Collect and Analyze Data from Across the AWS Environment

It’s important to create a monitoring plan that collects data from your entire AWS environment—including cloud services, compute resources, and storage resources. By collecting and analyzing this data together, you can quickly correlate events to identify failures involving multiple resources or services.

Aggregate Data to Take Action

A monitoring strategy should provide you with actionable insights. To achieve this, you need to aggregate data from multiple sources, perform analysis on a regular basis, and receive prioritized alerts. AWS offers several tools that let you record and store logs (CloudTrail), monitor your infrastructure (CloudWatch), centralize data aggregation and alerting (Security Hub), and investigate events (Inspector).

Use Automation Whenever Possible

It is not enough merely to monitor resources on AWS and notify personnel when something goes wrong. Automatic response to alarms is essential for maintaining the AWS environment and efficiently managing resources in a complex environment.

You can identify problems and resolve them with scripted actions or Amazon automation features, minimizing human intervention.
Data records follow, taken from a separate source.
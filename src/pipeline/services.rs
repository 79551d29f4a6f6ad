//! Bus responders for the risk engine, confirmation gate, executor and
//! verifier, plus the approver that feeds broker decisions to the gate.

use super::executor::{ExecutionResult, Executor};
use super::messages::{
    PipelineBus, PipelineMessage, TOPIC_CONFIRMATION, TOPIC_CONFIRMATION_PENDING, TOPIC_EXECUTOR,
    TOPIC_RISK, TOPIC_TASK_CANCELLED, TOPIC_VERIFIER,
};
use super::verifier::Verifier;
use crate::bus::{Envelope, Subscription};
use crate::error::ToolError;
use crate::security::{
    ApprovalBroker, ApprovalDecision, ConfirmationGate, RiskEngine, Verdict,
};
use anyhow::bail;
use chrono::Utc;
use std::sync::Arc;
use std::time::{Duration, Instant};
use tokio::task::JoinHandle;
use tokio_util::sync::CancellationToken;

/// Components that answer pipeline requests.
pub struct StageServices {
    pub risk: Arc<RiskEngine>,
    pub gate: Arc<ConfirmationGate>,
    pub executor: Arc<Executor>,
    pub verifier: Arc<Verifier>,
    pub confirmation_ttl: Duration,
}

fn unexpected(envelope: &Envelope<PipelineMessage>) -> anyhow::Result<()> {
    bail!(
        "unexpected {} message on '{}'",
        envelope.payload.label(),
        envelope.topic
    )
}

/// Subscribe every stage responder. Dropping the returned handles does not
/// unsubscribe; pass them to `MessageBus::unsubscribe` or shut the bus down.
pub fn attach_stage_services(bus: &PipelineBus, services: StageServices) -> Vec<Subscription> {
    let StageServices {
        risk,
        gate,
        executor,
        verifier,
        confirmation_ttl,
    } = services;

    let mut subscriptions = Vec::with_capacity(5);

    let risk_bus = bus.clone();
    subscriptions.push(bus.subscribe(TOPIC_RISK, "risk_engine", move |envelope| {
        let bus = risk_bus.clone();
        let risk = Arc::clone(&risk);
        async move {
            let PipelineMessage::ClassifyStep { step } = &envelope.payload else {
                return unexpected(&envelope);
            };
            let assessment = risk.classify(step);
            bus.reply(&envelope, "risk_engine", PipelineMessage::Assessed(assessment));
            Ok(())
        }
    }));

    // Confirmation waits run in their own task so one pending approval does
    // not hold up other tasks' confirmations.
    let gate_bus = bus.clone();
    let confirm_gate = Arc::clone(&gate);
    subscriptions.push(bus.subscribe(TOPIC_CONFIRMATION, "confirmation_gate", move |envelope| {
        let bus = gate_bus.clone();
        let gate = Arc::clone(&confirm_gate);
        async move {
            let PipelineMessage::ConfirmStep {
                task_id,
                step,
                assessment,
            } = &envelope.payload
            else {
                return unexpected(&envelope);
            };
            let opened = gate.open(*task_id, step, assessment, confirmation_ttl);
            tokio::spawn(async move {
                let outcome = match opened {
                    Ok(request) => {
                        let id = request.confirmation_id();
                        bus.publish(
                            TOPIC_CONFIRMATION_PENDING,
                            "confirmation_gate",
                            PipelineMessage::ConfirmationPending(request),
                        );
                        gate.wait(id).await
                    }
                    Err(e) => Err(e),
                };
                bus.reply(
                    &envelope,
                    "confirmation_gate",
                    PipelineMessage::ConfirmationResolved(outcome),
                );
            });
            Ok(())
        }
    }));

    let cancel_gate = Arc::clone(&gate);
    subscriptions.push(bus.subscribe(TOPIC_TASK_CANCELLED, "confirmation_gate", move |envelope| {
        let gate = Arc::clone(&cancel_gate);
        async move {
            let PipelineMessage::TaskCancelled { task_id } = &envelope.payload else {
                return unexpected(&envelope);
            };
            for request in gate.pending() {
                if request.task_id() != *task_id {
                    continue;
                }
                let verdict = Verdict::Deny {
                    reason: "task cancelled".to_string(),
                };
                if let Err(e) = gate.decide(request.confirmation_id(), verdict) {
                    tracing::debug!(task_id = %task_id, "cancelled confirmation already closed: {e}");
                }
            }
            Ok(())
        }
    }));

    // Every execute request gets a reply, even when the tool panics, since
    // the coordinator waits for it without a deadline.
    let exec_bus = bus.clone();
    subscriptions.push(bus.subscribe(TOPIC_EXECUTOR, "executor", move |envelope| {
        let bus = exec_bus.clone();
        let executor = Arc::clone(&executor);
        async move {
            let PipelineMessage::ExecuteStep {
                task_id,
                step,
                permit,
            } = &envelope.payload
            else {
                return unexpected(&envelope);
            };
            let (task_id, step, permit) = (*task_id, step.clone(), permit.clone());
            tokio::spawn(async move {
                let started = Instant::now();
                let run = {
                    let step = step.clone();
                    tokio::spawn(async move { executor.execute(task_id, &step, &permit).await })
                };
                let result = run.await.unwrap_or_else(|e| {
                    let err = ToolError::Execution {
                        name: step.tool_name.clone(),
                        message: format!("execution aborted: {e}"),
                    };
                    tracing::error!(task_id = %task_id, step_id = %step.step_id, "{err}");
                    ExecutionResult::failed(&step, err.kind(), err.to_string(), started)
                });
                bus.reply(&envelope, "executor", PipelineMessage::Executed(result));
            });
            Ok(())
        }
    }));

    let verify_bus = bus.clone();
    subscriptions.push(bus.subscribe(TOPIC_VERIFIER, "verifier", move |envelope| {
        let bus = verify_bus.clone();
        let verifier = Arc::clone(&verifier);
        async move {
            let PipelineMessage::Verify {
                task_id,
                plan,
                results,
            } = &envelope.payload
            else {
                return unexpected(&envelope);
            };
            let report = verifier.verify(*task_id, plan, results).await;
            bus.reply(&envelope, "verifier", PipelineMessage::Verified(report));
            Ok(())
        }
    }));

    subscriptions
}

/// Forward each pending confirmation to `broker` and apply its decision.
///
/// Requests are handled one at a time. A broker that does not answer before
/// the deadline leaves the request to expire in the gate.
pub fn attach_approver(
    bus: &PipelineBus,
    gate: Arc<ConfirmationGate>,
    broker: Arc<dyn ApprovalBroker>,
) -> Subscription {
    bus.subscribe(TOPIC_CONFIRMATION_PENDING, "approver", move |envelope| {
        let gate = Arc::clone(&gate);
        let broker = Arc::clone(&broker);
        async move {
            let PipelineMessage::ConfirmationPending(request) = &envelope.payload else {
                return unexpected(&envelope);
            };
            let id = request.confirmation_id();
            let remaining = request.remaining(Utc::now());
            let decision =
                match tokio::time::timeout(remaining, broker.request_approval(request)).await {
                    Ok(Ok(decision)) => decision,
                    Ok(Err(e)) => {
                        tracing::warn!(confirmation_id = %id, "approval broker failed: {e:#}");
                        ApprovalDecision::Denied {
                            reason: format!("approval failed: {e}"),
                        }
                    }
                    Err(_) => {
                        tracing::info!(confirmation_id = %id, "no decision before deadline");
                        return Ok(());
                    }
                };
            match gate.decide(id, decision.into()) {
                Ok(resolved) => tracing::debug!(
                    confirmation_id = %id,
                    decision = %resolved.decision(),
                    "approval applied"
                ),
                Err(e) => tracing::warn!(confirmation_id = %id, "approval not applied: {e}"),
            }
            Ok(())
        }
    })
}

/// Periodically expire confirmations nobody is waiting on.
pub fn spawn_expiry_sweeper(
    gate: Arc<ConfirmationGate>,
    interval: Duration,
    cancel: CancellationToken,
) -> JoinHandle<()> {
    tokio::spawn(async move {
        let mut ticker = tokio::time::interval(interval);
        ticker.set_missed_tick_behavior(tokio::time::MissedTickBehavior::Skip);
        loop {
            tokio::select! {
                () = cancel.cancelled() => break,
                _ = ticker.tick() => {
                    let expired = gate.poll_expired(Utc::now());
                    if !expired.is_empty() {
                        tracing::debug!(count = expired.len(), "swept expired confirmations");
                    }
                }
            }
        }
    })
}
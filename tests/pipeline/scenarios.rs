use std::sync::atomic::Ordering;
use std::time::Duration;

use serde_json::json;

use taskwarden::ErrorKind;
use taskwarden::pipeline::{TaskStatus, TraceEvent};
use taskwarden::security::{ConfirmationDecision, RiskLevel};
use taskwarden::telemetry::{Outcome, Stage};
use taskwarden::tools::FileReadTool;

use crate::pipeline_harness::{
    Behavior, CountingTool, HarnessBuilder, ScriptedBroker, eventually, write_file,
};

#[tokio::test]
async fn low_risk_file_read_completes() {
    let builder = HarnessBuilder::new().tool(FileReadTool).plan(
        "show the readme",
        r#"{"steps": [{"step_id": "1", "tool": "file_read", "args": {"path": "README.md"}}]}"#,
    );
    write_file(&builder.workspace(), "README.md", "# hello\n");
    let harness = builder.start();

    let task = harness.run("show the readme").await;

    assert_eq!(task.status(), TaskStatus::Completed);
    assert_eq!(task.assessments().len(), 1);
    assert_eq!(task.assessments()[0].level(), RiskLevel::Low);
    assert!(task.confirmations().is_empty());

    let results = task.results();
    assert_eq!(results.len(), 1);
    assert!(results[0].success);
    assert_eq!(results[0].data.as_ref().unwrap()["content"], "# hello\n");
    assert!(task.verification().unwrap().matches_intent);
    assert!(task.finished_at().is_some());
}

#[tokio::test]
async fn policy_violation_denies_without_confirmation() {
    let (shell, calls) = CountingTool::succeeding("shell_command", json!({"exit_code": 0}));
    let broker = ScriptedBroker::approving();
    let harness = HarnessBuilder::new()
        .tool(shell)
        .broker(broker.clone())
        .plan(
            "wipe everything",
            r#"[{"tool": "shell_command", "args": {"command": "rm -rf /"}}]"#,
        )
        .start();

    let task = harness.run("wipe everything").await;

    assert_eq!(task.status(), TaskStatus::Denied);
    assert_eq!(task.error_kind(), Some(ErrorKind::PolicyViolation));
    let assessment = task.assessments()[0];
    assert_eq!(assessment.level(), RiskLevel::High);
    assert!(assessment.policy_violation());
    assert!(task.confirmations().is_empty());
    assert!(harness.pipeline.gate().pending().is_empty());
    assert_eq!(broker.asked(), 0);
    assert_eq!(calls.load(Ordering::SeqCst), 0);
    assert!(task.results().is_empty());
}

#[tokio::test]
async fn denied_confirmation_runs_nothing() {
    let (shell, calls) = CountingTool::succeeding("shell_command", json!({"exit_code": 0}));
    let harness = HarnessBuilder::new()
        .tool(shell)
        .broker(ScriptedBroker::denying())
        .plan("list files", r#"[{"tool": "shell_command", "args": {"command": "ls"}}]"#)
        .start();

    let task = harness.run("list files").await;

    assert_eq!(task.status(), TaskStatus::Denied);
    assert_eq!(task.error_kind(), Some(ErrorKind::ConfirmationDenied));
    let confirmations = task.confirmations();
    assert_eq!(confirmations.len(), 1);
    assert_eq!(confirmations[0].decision(), ConfirmationDecision::Denied);
    assert!(confirmations[0].expires_at() > confirmations[0].created_at());
    assert_eq!(confirmations[0].reason(), Some("not today"));
    assert!(task.results().is_empty());
    assert_eq!(calls.load(Ordering::SeqCst), 0);
}

#[tokio::test]
async fn approved_confirmation_executes() {
    let (shell, calls) = CountingTool::succeeding(
        "shell_command",
        json!({"command": "ls", "exit_code": 0, "stdout": "README.md\n", "stderr": ""}),
    );
    let harness = HarnessBuilder::new()
        .tool(shell)
        .broker(ScriptedBroker::approving())
        .plan("list files", r#"[{"tool": "shell_command", "args": {"command": "ls"}}]"#)
        .start();

    let task = harness.run("list files").await;

    assert_eq!(task.status(), TaskStatus::Completed);
    assert_eq!(
        task.confirmations()[0].decision(),
        ConfirmationDecision::Approved
    );
    assert_eq!(calls.load(Ordering::SeqCst), 1);

    let statuses: Vec<TaskStatus> = task
        .execution_trace()
        .iter()
        .filter_map(|event| match event {
            TraceEvent::StatusChanged { to, .. } => Some(*to),
            _ => None,
        })
        .collect();
    assert_eq!(
        statuses,
        vec![
            TaskStatus::RiskCheck,
            TaskStatus::AwaitingConfirmation,
            TaskStatus::Executing,
            TaskStatus::Verifying,
            TaskStatus::Completed,
        ]
    );
}

#[tokio::test]
async fn expired_confirmation_denies() {
    let (shell, calls) = CountingTool::succeeding("shell_command", json!({"exit_code": 0}));
    let harness = HarnessBuilder::new()
        .tool(shell)
        .broker(ScriptedBroker::silent())
        .confirmation_timeout(Duration::from_millis(150))
        .plan("list files", r#"[{"tool": "shell_command", "args": {"command": "ls"}}]"#)
        .start();

    let task = harness.run("list files").await;

    assert_eq!(task.status(), TaskStatus::Denied);
    assert_eq!(task.error_kind(), Some(ErrorKind::ConfirmationExpired));
    assert_eq!(
        task.confirmations()[0].decision(),
        ConfirmationDecision::Expired
    );
    assert_eq!(calls.load(Ordering::SeqCst), 0);
}

#[tokio::test]
async fn failing_middle_step_stops_the_plan() {
    let (first, first_calls) = CountingTool::succeeding("note_list", json!({"count": 0, "notes": []}));
    let (second, second_calls) = CountingTool::failing("reminder_list", "store unavailable");
    let (third, third_calls) =
        CountingTool::succeeding("note_create", json!({"note_id": "x", "path": "notes/x.md"}));
    let harness = HarnessBuilder::new()
        .tool(first)
        .tool(second)
        .tool(third)
        .plan(
            "tidy up",
            r#"[
                {"tool": "note_list", "args": {}},
                {"tool": "reminder_list", "args": {}},
                {"tool": "note_create", "args": {"title": "t", "content": "c"}}
            ]"#,
        )
        .start();

    let task = harness.run("tidy up").await;

    assert_eq!(task.status(), TaskStatus::Failed);
    assert_eq!(task.error_kind(), Some(ErrorKind::ToolExecutionError));
    let results = task.results();
    assert_eq!(results.len(), 2);
    assert_eq!(results[0].step_id, "1");
    assert!(results[0].success);
    assert_eq!(results[1].step_id, "2");
    assert!(!results[1].success);
    assert!(results[1].error.as_deref().unwrap().contains("store unavailable"));
    assert_eq!(first_calls.load(Ordering::SeqCst), 1);
    assert_eq!(second_calls.load(Ordering::SeqCst), 1);
    assert_eq!(third_calls.load(Ordering::SeqCst), 0);
    assert!(task.verification().is_none());
}

#[tokio::test]
async fn each_stage_reports_telemetry() {
    let (notes, _) = CountingTool::succeeding("note_list", json!({"count": 0, "notes": []}));
    let harness = HarnessBuilder::new()
        .tool(notes)
        .plan("list notes", r#"[{"tool": "note_list", "args": {}}]"#)
        .start();

    let task = harness.run("list notes").await;
    assert_eq!(task.status(), TaskStatus::Completed);

    let observer = harness.observer.clone();
    assert!(
        eventually(|| observer
            .events()
            .iter()
            .any(|event| event.stage == Stage::Task))
        .await
    );
    let events = observer.events();
    for stage in [
        Stage::Planning,
        Stage::RiskCheck,
        Stage::Execution,
        Stage::Verification,
        Stage::Task,
    ] {
        let event = events
            .iter()
            .find(|event| event.stage == stage)
            .unwrap_or_else(|| panic!("missing {stage} event"));
        assert_eq!(event.outcome, Outcome::Ok);
        assert_eq!(event.task_id, Some(task.task_id()));
    }
}

#[tokio::test]
async fn overrunning_tool_is_stopped_and_its_failure_recorded() {
    let (slow, calls) = CountingTool::with_behavior(
        "note_list",
        Behavior::SleepThenSucceed(Duration::from_millis(400), json!({"count": 0, "notes": []})),
    );
    let harness = HarnessBuilder::new()
        .tool(slow)
        .execution_timeout(Duration::from_millis(100))
        .plan("list notes", r#"[{"tool": "note_list", "args": {}}]"#)
        .start();

    let task = harness.run("list notes").await;

    assert_eq!(task.status(), TaskStatus::Failed);
    assert_eq!(task.error_kind(), Some(ErrorKind::ToolExecutionError));
    assert_eq!(task.results().len(), 1);
    assert!(task.results()[0].error.as_deref().unwrap().contains("timed out"));
    assert!(
        task.execution_trace()
            .iter()
            .any(|event| matches!(event, TraceEvent::Executed { .. }))
    );
    assert_eq!(calls.load(Ordering::SeqCst), 1);
}

#[tokio::test]
async fn slow_step_within_its_ceiling_is_never_abandoned() {
    let (slow, calls) = CountingTool::with_behavior(
        "note_list",
        Behavior::SleepThenSucceed(Duration::from_millis(300), json!({"count": 0, "notes": []})),
    );
    let harness = HarnessBuilder::new()
        .tool(slow)
        .execution_timeout(Duration::from_secs(2))
        .plan("list notes", r#"[{"tool": "note_list", "args": {}}]"#)
        .start();

    let task = harness.run("list notes").await;

    assert_eq!(task.status(), TaskStatus::Completed);
    assert_eq!(task.results().len(), 1);
    assert!(task.results()[0].success);
    assert_eq!(calls.load(Ordering::SeqCst), 1);
}

#[tokio::test]
async fn panicking_tool_fails_the_task_instead_of_hanging() {
    let (tool, calls) = CountingTool::with_behavior("note_list", Behavior::Panic);
    let harness = HarnessBuilder::new()
        .tool(tool)
        .plan("list notes", r#"[{"tool": "note_list", "args": {}}]"#)
        .start();

    let task = tokio::time::timeout(Duration::from_secs(3), harness.run("list notes"))
        .await
        .expect("task must finish");

    assert_eq!(task.status(), TaskStatus::Failed);
    assert_eq!(task.error_kind(), Some(ErrorKind::ToolExecutionError));
    assert!(task.results()[0].error.as_deref().unwrap().contains("aborted"));
    assert_eq!(calls.load(Ordering::SeqCst), 1);
}

use std::sync::Arc;
use std::time::Duration;

use chrono::Utc;
use serde_json::json;
use tempfile::TempDir;
use wiremock::matchers::{body_partial_json, method, path};
use wiremock::{Mock, MockServer, ResponseTemplate};

use taskwarden::notifications::{LogNotifier, NotificationChannel, WebhookNotifier};
use taskwarden::reminders::{NewReminder, Priority, ReminderDaemon, ReminderStore};

async fn daemon_with_webhook(tmp: &TempDir, url: String) -> (Arc<ReminderStore>, ReminderDaemon) {
    let store = Arc::new(
        ReminderStore::open(&tmp.path().join("reminders.db"))
            .await
            .unwrap(),
    );
    let channels: Vec<Arc<dyn NotificationChannel>> = vec![
        Arc::new(LogNotifier),
        Arc::new(WebhookNotifier::with_timeout(url, 2)),
    ];
    let daemon = ReminderDaemon::new(
        Arc::clone(&store),
        channels,
        "ops-room",
        Duration::from_secs(3),
    );
    (store, daemon)
}

#[tokio::test]
async fn webhook_receives_due_reminder_once() {
    let server = MockServer::start().await;
    Mock::given(method("POST"))
        .and(path("/remind"))
        .and(body_partial_json(json!({
            "message": "stand-up in five",
            "priority": "high",
            "target": "ops-room",
        })))
        .respond_with(ResponseTemplate::new(200))
        .expect(1)
        .mount(&server)
        .await;

    let tmp = TempDir::new().unwrap();
    let (store, daemon) = daemon_with_webhook(&tmp, format!("{}/remind", server.uri())).await;
    let reminder = store
        .add(
            NewReminder::new("stand-up in five", Utc::now() - chrono::Duration::seconds(1))
                .with_priority(Priority::High),
        )
        .await
        .unwrap();

    let first = daemon.tick(Utc::now()).await.unwrap();
    assert_eq!(first.notified, 1);
    assert_eq!(first.failures, 0);
    let second = daemon.tick(Utc::now()).await.unwrap();
    assert_eq!(second.due, 0);

    let channels = store.succeeded_channels(&reminder.id).await.unwrap();
    assert!(channels.contains("log"));
    assert!(channels.contains("webhook"));
    server.verify().await;
}

#[tokio::test]
async fn webhook_failure_is_recorded_alongside_log_success() {
    let server = MockServer::start().await;
    Mock::given(method("POST"))
        .respond_with(ResponseTemplate::new(503).set_body_string("maintenance"))
        .mount(&server)
        .await;

    let tmp = TempDir::new().unwrap();
    let (store, daemon) = daemon_with_webhook(&tmp, server.uri()).await;
    let reminder = store
        .add(NewReminder::new(
            "renew certificate",
            Utc::now() - chrono::Duration::seconds(1),
        ))
        .await
        .unwrap();

    let report = daemon.tick(Utc::now()).await.unwrap();
    assert_eq!(report.attempts, 2);
    assert_eq!(report.failures, 1);

    let stored = store.get(&reminder.id).await.unwrap().unwrap();
    assert!(!stored.is_active);

    let events = store.events(&reminder.id).await.unwrap();
    let webhook = events.iter().find(|e| e.channel == "webhook").unwrap();
    assert!(!webhook.success);
    assert!(webhook.error.as_deref().unwrap().contains("503"));
    let log = events.iter().find(|e| e.channel == "log").unwrap();
    assert!(log.success);
}
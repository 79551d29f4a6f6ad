use super::common::{failed_tool_result, required_str};
use super::traits::{ExecutionContext, Tool};
use super::types::ToolResult;
use serde_json::{Value, json};
use std::future::Future;
use std::path::{Path, PathBuf};
use std::pin::Pin;

const NOTES_DIR: &str = "notes";
const MAX_SLUG_CHARS: usize = 48;

fn notes_dir(ctx: &ExecutionContext) -> PathBuf {
    ctx.workspace_dir.join(NOTES_DIR)
}

/// Lowercase ASCII slug; runs of other characters collapse to one `-`.
fn slugify(title: &str) -> String {
    let mut slug = String::with_capacity(title.len());
    for c in title.chars() {
        if c.is_ascii_alphanumeric() {
            slug.push(c.to_ascii_lowercase());
        } else if !slug.ends_with('-') && !slug.is_empty() {
            slug.push('-');
        }
    }
    let mut slug: String = slug.trim_end_matches('-').chars().take(MAX_SLUG_CHARS).collect();
    if slug.is_empty() {
        slug.push_str("note");
    }
    slug
}

fn render_note(title: &str, tags: &[String], content: &str) -> String {
    let created = chrono::Utc::now().to_rfc3339_opts(chrono::SecondsFormat::Secs, true);
    let title = title.replace('\n', " ");
    let mut out = format!("---\ntitle: {title}\ncreated: {created}\n");
    if !tags.is_empty() {
        out.push_str(&format!("tags: [{}]\n", tags.join(", ")));
    }
    out.push_str("---\n\n");
    out.push_str(content);
    if !content.ends_with('\n') {
        out.push('\n');
    }
    out
}

/// Title from the front matter, if the file has one.
fn front_matter_title(text: &str) -> Option<String> {
    let body = text.strip_prefix("---\n")?;
    body.lines()
        .take_while(|line| *line != "---")
        .find_map(|line| line.strip_prefix("title:"))
        .map(|title| title.trim().to_string())
}

/// Save a Markdown note under `notes/` in the workspace.
pub struct NoteCreateTool;

impl NoteCreateTool {
    pub const fn new() -> Self {
        Self
    }
}

impl Tool for NoteCreateTool {
    fn name(&self) -> &str {
        "note_create"
    }

    fn description(&self) -> &str {
        "Save a Markdown note with a title and optional tags"
    }

    fn parameters_schema(&self) -> Value {
        json!({
            "type": "object",
            "properties": {
                "title": {"type": "string", "description": "Note title"},
                "content": {"type": "string", "description": "Markdown body"},
                "tags": {
                    "type": "array",
                    "items": {"type": "string"},
                    "description": "Optional tags"
                }
            },
            "required": ["title", "content"],
            "additionalProperties": false
        })
    }

    fn execute<'a>(
        &'a self,
        args: Value,
        ctx: &'a ExecutionContext,
    ) -> Pin<Box<dyn Future<Output = anyhow::Result<ToolResult>> + Send + 'a>> {
        Box::pin(async move {
            let title = required_str(&args, "title")?;
            let content = required_str(&args, "content")?;
            if title.trim().is_empty() {
                return Ok(failed_tool_result("Note title must not be empty"));
            }
            let tags: Vec<String> = args
                .get("tags")
                .and_then(Value::as_array)
                .map(|tags| {
                    tags.iter()
                        .filter_map(Value::as_str)
                        .map(str::to_string)
                        .collect()
                })
                .unwrap_or_default();

            let dir = notes_dir(ctx);
            tokio::fs::create_dir_all(&dir).await?;

            let short_id = uuid::Uuid::new_v4().simple().to_string();
            let note_id = format!("{}-{}", slugify(title), &short_id[..8]);
            let path = dir.join(format!("{note_id}.md"));

            let rendered = render_note(title, &tags, content);
            if let Err(e) = tokio::fs::write(&path, &rendered).await {
                return Ok(failed_tool_result(format!("Failed to save note: {e}")));
            }

            tracing::debug!(note_id = %note_id, "note saved");
            Ok(ToolResult::ok(
                format!("Note saved to {}", path.display()),
                json!({
                    "note_id": note_id,
                    "path": path.to_string_lossy(),
                    "title": title,
                }),
            ))
        })
    }
}

/// List saved notes, sorted by note id.
pub struct NoteListTool;

impl NoteListTool {
    pub const fn new() -> Self {
        Self
    }
}

async fn read_note_entry(path: &Path) -> Option<Value> {
    let note_id = path.file_stem()?.to_string_lossy().into_owned();
    let text = tokio::fs::read_to_string(path).await.ok()?;
    let title = front_matter_title(&text).unwrap_or_else(|| note_id.clone());
    Some(json!({
        "note_id": note_id,
        "title": title,
        "path": path.to_string_lossy(),
    }))
}

impl Tool for NoteListTool {
    fn name(&self) -> &str {
        "note_list"
    }

    fn description(&self) -> &str {
        "List saved notes"
    }

    fn parameters_schema(&self) -> Value {
        json!({
            "type": "object",
            "properties": {},
            "additionalProperties": false
        })
    }

    fn execute<'a>(
        &'a self,
        _args: Value,
        ctx: &'a ExecutionContext,
    ) -> Pin<Box<dyn Future<Output = anyhow::Result<ToolResult>> + Send + 'a>> {
        Box::pin(async move {
            let dir = notes_dir(ctx);
            let mut paths = Vec::new();
            match tokio::fs::read_dir(&dir).await {
                Ok(mut entries) => {
                    while let Some(entry) = entries.next_entry().await? {
                        let path = entry.path();
                        if path.extension().is_some_and(|ext| ext == "md") {
                            paths.push(path);
                        }
                    }
                }
                Err(e) if e.kind() == std::io::ErrorKind::NotFound => {}
                Err(e) => return Ok(failed_tool_result(format!("Failed to list notes: {e}"))),
            }
            paths.sort();

            let mut notes = Vec::with_capacity(paths.len());
            for path in &paths {
                if let Some(entry) = read_note_entry(path).await {
                    notes.push(entry);
                }
            }

            let output = if notes.is_empty() {
                "No notes saved yet.".to_string()
            } else {
                notes
                    .iter()
                    .map(|n| {
                        format!(
                            "- {} ({})",
                            n["title"].as_str().unwrap_or_default(),
                            n["note_id"].as_str().unwrap_or_default()
                        )
                    })
                    .collect::<Vec<_>>()
                    .join("\n")
            };

            Ok(ToolResult::ok(
                output,
                json!({"count": notes.len(), "notes": notes}),
            ))
        })
    }
}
For example, if memory usage on a compute instance reaches a critical level, you can scale up using a script or Amazon’s Auto Scaling service.

Creating automated responses to alerts can help you:

  • Dynamically configure services to improve efficiency and conserve costs
  • Immediately respond to problems that can affect application availability or user experience
  • Save time for IT and DevOps staff

Conclusion

In this article I explained the basics of AWS monitoring, and provided the following best practices to help you monitor workloads more effectively:

  • Collect data from across your AWS environment, to be able to triage issues affecting multiple Amazon services
  • Aggregate data using CloudTrail, CloudWatch and additional Amazon services
  • Don’t just monitor—put in place automated actions that can resolve any problem occurring in your AWS environment

I hope this will help you build and operate robust, resilient applications in the Amazon cloud.